▶ What needs to be done
Give back exactly the stretch of data below from the line holding "filename src/schema/table.rs" through the line holding "#[derive(Debug, Clone, PartialEq, Serialize)]", both ends included, and leave the remaining lines out.
BEGIN
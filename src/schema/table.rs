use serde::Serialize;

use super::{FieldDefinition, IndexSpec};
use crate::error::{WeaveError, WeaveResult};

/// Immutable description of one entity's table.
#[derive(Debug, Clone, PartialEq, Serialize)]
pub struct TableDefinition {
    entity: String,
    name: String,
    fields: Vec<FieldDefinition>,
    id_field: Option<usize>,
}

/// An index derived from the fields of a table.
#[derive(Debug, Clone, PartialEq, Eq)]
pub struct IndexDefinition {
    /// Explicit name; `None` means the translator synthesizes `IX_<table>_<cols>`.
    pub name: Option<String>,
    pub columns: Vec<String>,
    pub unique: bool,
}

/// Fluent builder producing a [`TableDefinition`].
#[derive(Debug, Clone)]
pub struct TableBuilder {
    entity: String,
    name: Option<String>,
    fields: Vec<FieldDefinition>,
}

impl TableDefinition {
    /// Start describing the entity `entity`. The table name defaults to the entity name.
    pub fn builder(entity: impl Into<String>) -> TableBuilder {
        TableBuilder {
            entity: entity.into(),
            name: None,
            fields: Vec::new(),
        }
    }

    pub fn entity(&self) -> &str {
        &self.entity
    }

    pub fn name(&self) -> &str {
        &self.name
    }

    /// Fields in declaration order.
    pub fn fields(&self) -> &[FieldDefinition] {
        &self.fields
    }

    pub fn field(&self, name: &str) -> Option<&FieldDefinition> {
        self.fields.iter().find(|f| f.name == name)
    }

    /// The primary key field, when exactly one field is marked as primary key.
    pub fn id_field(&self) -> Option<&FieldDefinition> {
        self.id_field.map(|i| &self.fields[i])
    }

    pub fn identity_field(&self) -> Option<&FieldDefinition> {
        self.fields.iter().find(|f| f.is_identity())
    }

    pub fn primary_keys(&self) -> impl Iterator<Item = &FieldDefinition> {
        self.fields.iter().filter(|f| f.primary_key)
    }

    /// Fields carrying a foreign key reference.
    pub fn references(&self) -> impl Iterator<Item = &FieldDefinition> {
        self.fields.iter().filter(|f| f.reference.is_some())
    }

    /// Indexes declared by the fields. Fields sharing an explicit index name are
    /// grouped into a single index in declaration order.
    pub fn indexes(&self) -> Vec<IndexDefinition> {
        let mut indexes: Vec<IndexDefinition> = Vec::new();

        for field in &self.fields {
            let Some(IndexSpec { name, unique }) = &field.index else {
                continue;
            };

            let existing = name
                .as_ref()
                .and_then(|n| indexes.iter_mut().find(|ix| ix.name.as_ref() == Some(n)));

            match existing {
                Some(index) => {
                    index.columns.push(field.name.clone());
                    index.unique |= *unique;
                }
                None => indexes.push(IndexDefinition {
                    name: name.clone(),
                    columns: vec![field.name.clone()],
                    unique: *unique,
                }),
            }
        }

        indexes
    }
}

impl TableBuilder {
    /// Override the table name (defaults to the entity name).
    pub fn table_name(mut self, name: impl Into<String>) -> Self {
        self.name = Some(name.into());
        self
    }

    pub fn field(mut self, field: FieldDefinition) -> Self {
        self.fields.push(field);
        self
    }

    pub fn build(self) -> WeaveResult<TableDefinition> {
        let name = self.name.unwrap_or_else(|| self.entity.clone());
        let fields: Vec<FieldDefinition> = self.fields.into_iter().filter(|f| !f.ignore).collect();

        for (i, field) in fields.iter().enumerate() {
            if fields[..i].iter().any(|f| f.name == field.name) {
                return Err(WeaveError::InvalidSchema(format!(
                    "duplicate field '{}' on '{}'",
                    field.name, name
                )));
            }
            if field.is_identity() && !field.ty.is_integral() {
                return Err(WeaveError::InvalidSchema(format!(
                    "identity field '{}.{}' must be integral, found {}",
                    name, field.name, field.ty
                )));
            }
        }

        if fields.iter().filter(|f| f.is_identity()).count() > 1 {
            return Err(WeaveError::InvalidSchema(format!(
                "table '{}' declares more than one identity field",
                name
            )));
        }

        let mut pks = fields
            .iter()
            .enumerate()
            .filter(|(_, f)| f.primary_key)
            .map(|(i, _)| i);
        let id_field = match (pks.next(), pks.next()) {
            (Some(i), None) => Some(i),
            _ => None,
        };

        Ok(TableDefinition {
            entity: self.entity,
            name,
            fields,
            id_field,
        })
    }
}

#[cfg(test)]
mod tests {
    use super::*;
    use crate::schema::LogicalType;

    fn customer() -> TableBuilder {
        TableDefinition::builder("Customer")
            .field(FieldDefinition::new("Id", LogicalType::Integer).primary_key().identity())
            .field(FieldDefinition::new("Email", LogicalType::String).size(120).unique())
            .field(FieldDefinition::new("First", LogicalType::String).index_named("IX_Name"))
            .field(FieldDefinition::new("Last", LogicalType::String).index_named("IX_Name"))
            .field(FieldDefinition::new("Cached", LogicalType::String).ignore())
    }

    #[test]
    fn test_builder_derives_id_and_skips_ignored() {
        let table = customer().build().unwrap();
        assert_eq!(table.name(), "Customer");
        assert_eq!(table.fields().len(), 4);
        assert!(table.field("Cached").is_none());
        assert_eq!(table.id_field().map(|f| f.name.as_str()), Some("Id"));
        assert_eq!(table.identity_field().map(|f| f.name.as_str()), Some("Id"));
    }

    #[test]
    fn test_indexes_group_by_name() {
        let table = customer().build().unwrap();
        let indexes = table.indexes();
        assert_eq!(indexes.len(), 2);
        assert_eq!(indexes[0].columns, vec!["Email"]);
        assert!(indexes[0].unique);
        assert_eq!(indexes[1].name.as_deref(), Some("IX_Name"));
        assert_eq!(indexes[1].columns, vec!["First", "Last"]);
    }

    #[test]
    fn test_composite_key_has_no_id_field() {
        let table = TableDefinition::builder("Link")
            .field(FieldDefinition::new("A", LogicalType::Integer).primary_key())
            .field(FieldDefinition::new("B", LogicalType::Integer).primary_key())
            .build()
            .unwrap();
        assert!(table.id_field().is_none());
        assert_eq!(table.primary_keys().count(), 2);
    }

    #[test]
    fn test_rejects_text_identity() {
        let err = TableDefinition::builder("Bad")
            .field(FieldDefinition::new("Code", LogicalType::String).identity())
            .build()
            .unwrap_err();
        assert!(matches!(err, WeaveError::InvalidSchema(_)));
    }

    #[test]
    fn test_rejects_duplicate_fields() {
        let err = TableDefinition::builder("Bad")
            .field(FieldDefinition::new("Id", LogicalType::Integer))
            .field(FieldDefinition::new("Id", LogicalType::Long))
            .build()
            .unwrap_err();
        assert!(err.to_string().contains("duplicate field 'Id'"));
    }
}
END
BEGIN
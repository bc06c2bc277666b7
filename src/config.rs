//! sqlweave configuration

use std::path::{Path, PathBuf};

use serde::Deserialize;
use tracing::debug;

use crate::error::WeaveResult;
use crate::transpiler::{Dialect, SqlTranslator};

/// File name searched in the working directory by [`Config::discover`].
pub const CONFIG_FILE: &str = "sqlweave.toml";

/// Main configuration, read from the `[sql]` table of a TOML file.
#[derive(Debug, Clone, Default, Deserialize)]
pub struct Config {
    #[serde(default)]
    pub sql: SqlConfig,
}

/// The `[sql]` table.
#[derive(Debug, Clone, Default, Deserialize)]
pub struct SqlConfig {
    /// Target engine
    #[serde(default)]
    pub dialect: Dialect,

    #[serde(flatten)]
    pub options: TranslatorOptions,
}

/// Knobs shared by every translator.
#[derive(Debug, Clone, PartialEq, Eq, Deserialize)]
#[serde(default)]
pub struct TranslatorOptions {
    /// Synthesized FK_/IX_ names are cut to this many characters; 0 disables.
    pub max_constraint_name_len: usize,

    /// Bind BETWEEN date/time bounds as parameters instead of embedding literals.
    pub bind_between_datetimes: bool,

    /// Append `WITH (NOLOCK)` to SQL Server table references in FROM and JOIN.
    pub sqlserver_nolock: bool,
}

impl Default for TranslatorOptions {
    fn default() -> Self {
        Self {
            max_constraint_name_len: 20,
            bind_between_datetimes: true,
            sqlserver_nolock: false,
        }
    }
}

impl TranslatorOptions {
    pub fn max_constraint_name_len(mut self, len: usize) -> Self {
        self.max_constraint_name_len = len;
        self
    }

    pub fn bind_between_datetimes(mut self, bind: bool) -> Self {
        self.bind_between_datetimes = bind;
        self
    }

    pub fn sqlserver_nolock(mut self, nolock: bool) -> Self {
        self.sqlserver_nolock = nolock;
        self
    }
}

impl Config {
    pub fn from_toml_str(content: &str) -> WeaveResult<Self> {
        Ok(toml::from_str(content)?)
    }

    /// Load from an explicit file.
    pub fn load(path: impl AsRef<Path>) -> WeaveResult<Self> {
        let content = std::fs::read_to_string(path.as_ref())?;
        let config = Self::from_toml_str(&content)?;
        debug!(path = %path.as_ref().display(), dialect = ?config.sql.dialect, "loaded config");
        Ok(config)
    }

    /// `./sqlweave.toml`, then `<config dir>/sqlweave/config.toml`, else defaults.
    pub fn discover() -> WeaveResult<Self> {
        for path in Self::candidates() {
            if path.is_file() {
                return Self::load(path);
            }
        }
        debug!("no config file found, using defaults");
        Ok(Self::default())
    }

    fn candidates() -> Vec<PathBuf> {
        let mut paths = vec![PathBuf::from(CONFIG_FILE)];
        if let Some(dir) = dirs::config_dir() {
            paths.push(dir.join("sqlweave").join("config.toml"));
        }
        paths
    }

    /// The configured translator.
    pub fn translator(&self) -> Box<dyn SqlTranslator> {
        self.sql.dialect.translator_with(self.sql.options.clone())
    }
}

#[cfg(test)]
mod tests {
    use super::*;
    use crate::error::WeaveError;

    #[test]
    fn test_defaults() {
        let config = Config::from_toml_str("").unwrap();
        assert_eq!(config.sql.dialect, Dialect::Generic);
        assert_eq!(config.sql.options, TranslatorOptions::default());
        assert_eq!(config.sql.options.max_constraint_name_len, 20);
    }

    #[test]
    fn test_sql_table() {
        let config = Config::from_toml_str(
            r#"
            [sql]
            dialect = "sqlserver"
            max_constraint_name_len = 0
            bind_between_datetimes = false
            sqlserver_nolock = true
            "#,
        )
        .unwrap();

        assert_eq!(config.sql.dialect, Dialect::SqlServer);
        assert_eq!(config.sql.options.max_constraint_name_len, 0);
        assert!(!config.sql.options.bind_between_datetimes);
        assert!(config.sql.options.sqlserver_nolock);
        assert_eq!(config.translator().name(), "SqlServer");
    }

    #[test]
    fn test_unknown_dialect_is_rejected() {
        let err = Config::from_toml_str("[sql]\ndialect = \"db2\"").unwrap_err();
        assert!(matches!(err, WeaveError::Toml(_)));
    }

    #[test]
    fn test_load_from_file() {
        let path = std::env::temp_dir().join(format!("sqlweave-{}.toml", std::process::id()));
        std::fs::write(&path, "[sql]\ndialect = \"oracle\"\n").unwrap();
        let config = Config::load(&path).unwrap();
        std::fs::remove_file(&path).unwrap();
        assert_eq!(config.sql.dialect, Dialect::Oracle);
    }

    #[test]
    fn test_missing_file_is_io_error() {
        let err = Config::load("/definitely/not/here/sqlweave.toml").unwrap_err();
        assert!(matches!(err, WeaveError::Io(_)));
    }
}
END
BEGIN
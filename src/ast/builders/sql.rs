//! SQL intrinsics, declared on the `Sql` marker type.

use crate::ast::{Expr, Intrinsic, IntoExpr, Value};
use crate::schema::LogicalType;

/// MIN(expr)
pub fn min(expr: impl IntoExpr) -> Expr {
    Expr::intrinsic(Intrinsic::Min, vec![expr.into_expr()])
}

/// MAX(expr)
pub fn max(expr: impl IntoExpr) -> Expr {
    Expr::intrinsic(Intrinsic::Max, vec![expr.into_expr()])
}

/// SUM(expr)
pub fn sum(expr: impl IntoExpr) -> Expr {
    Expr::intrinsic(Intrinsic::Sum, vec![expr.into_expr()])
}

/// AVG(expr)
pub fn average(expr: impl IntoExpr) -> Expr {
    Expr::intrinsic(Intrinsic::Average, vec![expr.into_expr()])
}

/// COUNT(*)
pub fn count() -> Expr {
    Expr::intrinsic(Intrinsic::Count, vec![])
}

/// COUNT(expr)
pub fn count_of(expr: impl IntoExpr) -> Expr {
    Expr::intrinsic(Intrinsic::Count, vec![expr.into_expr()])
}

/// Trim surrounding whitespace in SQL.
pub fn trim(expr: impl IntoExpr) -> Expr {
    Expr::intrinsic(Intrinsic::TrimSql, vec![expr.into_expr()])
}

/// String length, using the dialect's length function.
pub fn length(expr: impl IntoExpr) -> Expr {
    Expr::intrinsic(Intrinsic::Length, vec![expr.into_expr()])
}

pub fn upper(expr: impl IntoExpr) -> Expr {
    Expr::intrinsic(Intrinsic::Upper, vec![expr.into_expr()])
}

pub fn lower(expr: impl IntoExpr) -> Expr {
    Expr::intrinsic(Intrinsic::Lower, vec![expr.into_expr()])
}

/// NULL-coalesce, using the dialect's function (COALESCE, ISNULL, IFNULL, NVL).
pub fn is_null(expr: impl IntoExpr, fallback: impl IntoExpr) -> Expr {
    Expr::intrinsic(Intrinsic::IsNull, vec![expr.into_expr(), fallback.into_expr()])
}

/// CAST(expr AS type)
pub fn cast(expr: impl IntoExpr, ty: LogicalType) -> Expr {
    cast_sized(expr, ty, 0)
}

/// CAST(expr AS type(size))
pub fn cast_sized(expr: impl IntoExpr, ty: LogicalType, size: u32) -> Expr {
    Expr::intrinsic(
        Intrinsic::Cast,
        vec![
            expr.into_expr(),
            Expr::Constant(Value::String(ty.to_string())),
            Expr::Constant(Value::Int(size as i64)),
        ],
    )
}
END
▶ Answer to the exercise
filename src/schema/table.rs
use serde::Serialize;

use super::{FieldDefinition, IndexSpec};
use crate::error::{WeaveError, WeaveResult};

/// Immutable description of one entity's table.
#[derive(Debug, Clone, PartialEq, Serialize)]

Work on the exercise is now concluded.